Fußball: Startschuss für Projekt Kunstrasenplätze

Fußball : Startschuss für Projekt Kunstrasenplätze

Die Arbeiten haben beim SV Haldern begonnen. In rund zwölf Wochen kann auf dem künstlichen Grün gekickt werden. Im kommenden Jahr geht es beim SV Rees und bei Fortuna Millingen weiter.
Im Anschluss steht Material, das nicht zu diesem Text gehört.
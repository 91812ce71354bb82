//! Configuration for keyshard
//!
//! CLI arguments and environment variable handling using clap, plus the
//! immutable [`CustodyConfig`] handed to the custody service.

use std::fmt;
use std::time::Duration;

use clap::{Parser, Subcommand};
use zeroize::Zeroizing;

use crate::custodial_keys::{CustodyRouter, KEY_LEN};
use crate::types::{CustodyError, Result};

/// Reference share count
pub const DEFAULT_TOTAL_SHARES: usize = 4;

/// Reference threshold
pub const DEFAULT_THRESHOLD: usize = 2;

/// Default bound on a single store call
pub const DEFAULT_STORE_TIMEOUT: Duration = Duration::from_millis(3000);

/// keyshard - threshold custody for blockchain signing keys
#[derive(Parser, Debug, Clone)]
#[command(name = "keyshard")]
#[command(about = "Split custodial signing keys across two stores and rebuild them just in time")]
pub struct Args {
    /// Process-wide share encryption key (64 hex chars)
    #[arg(long, env = "CUSTODY_ENCRYPTION_KEY", hide_env_values = true)]
    pub encryption_key: String,

    /// Number of shares each private key is split into
    #[arg(long, env = "CUSTODY_TOTAL_SHARES", default_value_t = DEFAULT_TOTAL_SHARES)]
    pub total_shares: usize,

    /// Number of shares needed to rebuild a key
    #[arg(long, env = "CUSTODY_THRESHOLD", default_value_t = DEFAULT_THRESHOLD)]
    pub threshold: usize,

    /// Accept layouts where one store alone holds a quorum.
    /// The reference 2-of-4 layout needs this.
    #[arg(
        long,
        env = "CUSTODY_ALLOW_SINGLE_STORE_QUORUM",
        default_value_t = true,
        action = clap::ArgAction::Set
    )]
    pub allow_single_store_quorum: bool,

    /// Timeout for a single store call in milliseconds
    #[arg(long, env = "STORE_TIMEOUT_MS", default_value = "3000")]
    pub store_timeout_ms: u64,

    /// Store A configuration
    #[command(flatten)]
    pub store_a: StoreAArgs,

    /// Store B configuration
    #[command(flatten)]
    pub store_b: StoreBArgs,

    /// Solana JSON-RPC endpoint for broadcasting
    #[arg(long, env = "RPC_URL", default_value = "https://api.devnet.solana.com")]
    pub rpc_url: String,

    /// How long to wait for a broadcast transaction to confirm
    #[arg(long, env = "CONFIRM_TIMEOUT_MS", default_value = "60000")]
    pub confirm_timeout_ms: u64,

    /// Log level (trace, debug, info, warn, error)
    #[arg(long, env = "LOG_LEVEL", default_value = "info")]
    pub log_level: String,

    #[command(subcommand)]
    pub command: Command,
}

/// Store A (primary database, also holds custody records)
#[derive(Parser, Debug, Clone)]
pub struct StoreAArgs {
    /// MongoDB connection URI for store A
    #[arg(long, env = "STORE_A_MONGODB_URI", default_value = "mongodb://localhost:27017")]
    pub store_a_uri: String,

    /// MongoDB database name for store A
    #[arg(long, env = "STORE_A_MONGODB_DB", default_value = "keyshard_a")]
    pub store_a_db: String,
}

/// Store B (independent database)
#[derive(Parser, Debug, Clone)]
pub struct StoreBArgs {
    /// MongoDB connection URI for store B
    #[arg(long, env = "STORE_B_MONGODB_URI", default_value = "mongodb://localhost:27018")]
    pub store_b_uri: String,

    /// MongoDB database name for store B
    #[arg(long, env = "STORE_B_MONGODB_DB", default_value = "keyshard_b")]
    pub store_b_db: String,
}

#[derive(Subcommand, Debug, Clone)]
pub enum Command {
    /// Create a custodial account and print its public key
    Provision { user_id: String },

    /// Print the public key of an account
    PublicKey { user_id: String },

    /// Sign a hex-encoded transaction message
    Sign { user_id: String, message_hex: String },

    /// Sign a hex-encoded transaction message, broadcast it and wait for confirmation
    Submit { user_id: String, message_hex: String },
}

impl Args {
    /// Validate configuration
    pub fn validate(&self) -> std::result::Result<(), String> {
        parse_encryption_key(&self.encryption_key).map_err(|e| e.to_string())?;

        CustodyRouter::plan(
            self.total_shares,
            self.threshold,
            self.allow_single_store_quorum,
        )
        .map_err(|e| e.to_string())?;

        if self.store_timeout_ms == 0 {
            return Err("STORE_TIMEOUT_MS must be greater than 0".into());
        }

        if self.store_a.store_a_uri == self.store_b.store_b_uri
            && self.store_a.store_a_db == self.store_b.store_b_db
        {
            return Err("store A and store B must be independent databases".into());
        }

        Ok(())
    }

    /// Build the custody configuration
    pub fn custody_config(&self) -> Result<CustodyConfig> {
        let key = parse_encryption_key(&self.encryption_key)?;
        Ok(CustodyConfig::new(*key)
            .with_shares(self.total_shares, self.threshold)
            .with_single_store_quorum(self.allow_single_store_quorum)
            .with_store_timeout(Duration::from_millis(self.store_timeout_ms)))
    }

    pub fn confirm_timeout(&self) -> Duration {
        Duration::from_millis(self.confirm_timeout_ms)
    }
}

/// Parse the 64-hex-char encryption key.
pub fn parse_encryption_key(encoded: &str) -> Result<Zeroizing<[u8; KEY_LEN]>> {
    let bytes = Zeroizing::new(
        hex::decode(encoded.trim())
            .map_err(|_| CustodyError::Config("encryption key is not valid hex".into()))?,
    );

    let mut key = Zeroizing::new([0u8; KEY_LEN]);
    if bytes.len() != KEY_LEN {
        return Err(CustodyError::Config(format!(
            "encryption key must be {} bytes, got {}",
            KEY_LEN,
            bytes.len()
        )));
    }
    key.copy_from_slice(&bytes);
    Ok(key)
}

// =============================================================================
// Custody Config
// =============================================================================

/// Read-only, process-wide custody settings.
#[derive(Clone)]
pub struct CustodyConfig {
    encryption_key: Zeroizing<[u8; KEY_LEN]>,

    /// Shares per key (N)
    pub total_shares: usize,

    /// Shares needed to rebuild (T)
    pub threshold: usize,

    /// Accept partitions where one store alone reaches T
    pub allow_single_store_quorum: bool,

    /// Bound on each store call
    pub store_timeout: Duration,
}

impl CustodyConfig {
    /// Reference configuration (2 of 4, single-store quorum acknowledged).
    pub fn new(encryption_key: [u8; KEY_LEN]) -> Self {
        Self {
            encryption_key: Zeroizing::new(encryption_key),
            total_shares: DEFAULT_TOTAL_SHARES,
            threshold: DEFAULT_THRESHOLD,
            allow_single_store_quorum: true,
            store_timeout: DEFAULT_STORE_TIMEOUT,
        }
    }

    pub fn with_shares(mut self, total_shares: usize, threshold: usize) -> Self {
        self.total_shares = total_shares;
        self.threshold = threshold;
        self
    }

    pub fn with_single_store_quorum(mut self, allow: bool) -> Self {
        self.allow_single_store_quorum = allow;
        self
    }

    pub fn with_store_timeout(mut self, timeout: Duration) -> Self {
        self.store_timeout = timeout;
        self
    }

    pub fn encryption_key(&self) -> &[u8; KEY_LEN] {
        &self.encryption_key
    }

    /// Whether a single store can rebuild keys on its own under this layout.
    pub fn single_store_can_reconstruct(&self) -> bool {
        self.total_shares.div_ceil(2) >= self.threshold
    }
}

impl fmt::Debug for CustodyConfig {
    fn fmt(&self, f: &mut fmt::Formatter<'_>) -> fmt::Result {
        f.debug_struct("CustodyConfig")
            .field("encryption_key", &"<redacted>")
            .field("total_shares", &self.total_shares)
            .field("threshold", &self.threshold)
            .field("allow_single_store_quorum", &self.allow_single_store_quorum)
            .field("store_timeout", &self.store_timeout)
            .finish()
    }
}
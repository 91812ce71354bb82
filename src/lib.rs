//! keyshard - threshold custody for blockchain signing keys
//!
//! Holds account signing keys on behalf of users without ever storing a
//! whole private key. Each key is split into Shamir shares, every share is
//! encrypted, and the shares are spread across two independent stores.
//! Signing rebuilds the key just in time, signs once and discards it.
//!
//! ## Components
//!
//! - **Encryption**: ChaCha20-Poly1305 with a fresh nonce per share
//! - **Splitting**: Shamir secret sharing over GF(256) with an integrity checksum
//! - **Routing**: fixed partition of shares across Store A and Store B
//! - **Service**: provisioning, signing and transaction submission

pub mod chain;
pub mod config;
pub mod custodial_keys;
pub mod db;
pub mod stores;
pub mod types;

pub use config::{Args, CustodyConfig};
pub use custodial_keys::CustodyService;
pub use types::{CustodyError, Result};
Der Blick von Christoph Gerwers richtet sich auf die Arbeiten mit schwerem Gerät an der anderen Seite des Platzes. Seine Lederschuhe werden zum Staubmagneten. Doch dieses Gefühl kennt der Reeser Bürgermeister noch von früher. „Hier war mal ein Aschenplatz, den habe ich noch selber bespielt“, erinnert sich Gerwers. „Der war immer knochenhart.“

Die Zeit des Aschenplatzes ist beim SV Haldern lange vorbei. Doch mittlerweile ist auch die Grasnarbe des zweiten Rasenplatzes im Lindenstadion abgetragen. Denn die Arbeiten für den ersten Kunstrasenplatz auf Reeser Stadtgebiet sind in vollem Gange.

Die Tiefbauarbeiten werden aktuell von der Firma Nienhaus aus Borken ausgeführt. Wenn diese vorbereitenden Maßnahmen abgeschlossen sind, wird sich die Firma Polytan aus Halle dann um den eigentlichen Kunstrasenbelag kümmern.

Die Stadt Rees hat dabei Wert auf Qualität gelegt. Gerade auch beim Granulat sind die neusten wissenschaftlichen Erkenntnisse aufgenommen worden. „Hier wird Korkgranulat verwendet“, berichtet Andreas Böing, der die Bauleitung für die Stadt übernommen hat. Gerade das früher häufig aus alten Autoreifen hergestellte Granulat war zuletzt als gesundheitlich belastend eingestuft worden. Für den Kunstrasenplatz in Haldern liegen die Kosten bei 590 000 Euro. Die Abschreibung erfolgt auf 20 Jahre.

Das Stadtoberhaupt ist dann auch „ein bisschen stolz“, dass nun das Projekt Kunstrasen umgesetzt wird, das auf einen Vorschlag der Verwaltung zurückgeht. „In den vergangenen beiden Wintern waren die Witterungsbedingungen so schlecht, dass die Fußballer teilweise über Wochen nicht trainieren konnten und es etliche Spielausfälle in Rees gegeben hat“, sagt Gerwers. In Zusammenarbeit mit den Vereinen wurde ein Konzept zur Errichtung von Kunstrasenplätzen bei allen fünf Fußballvereinen im Stadtgebiet entwickelt.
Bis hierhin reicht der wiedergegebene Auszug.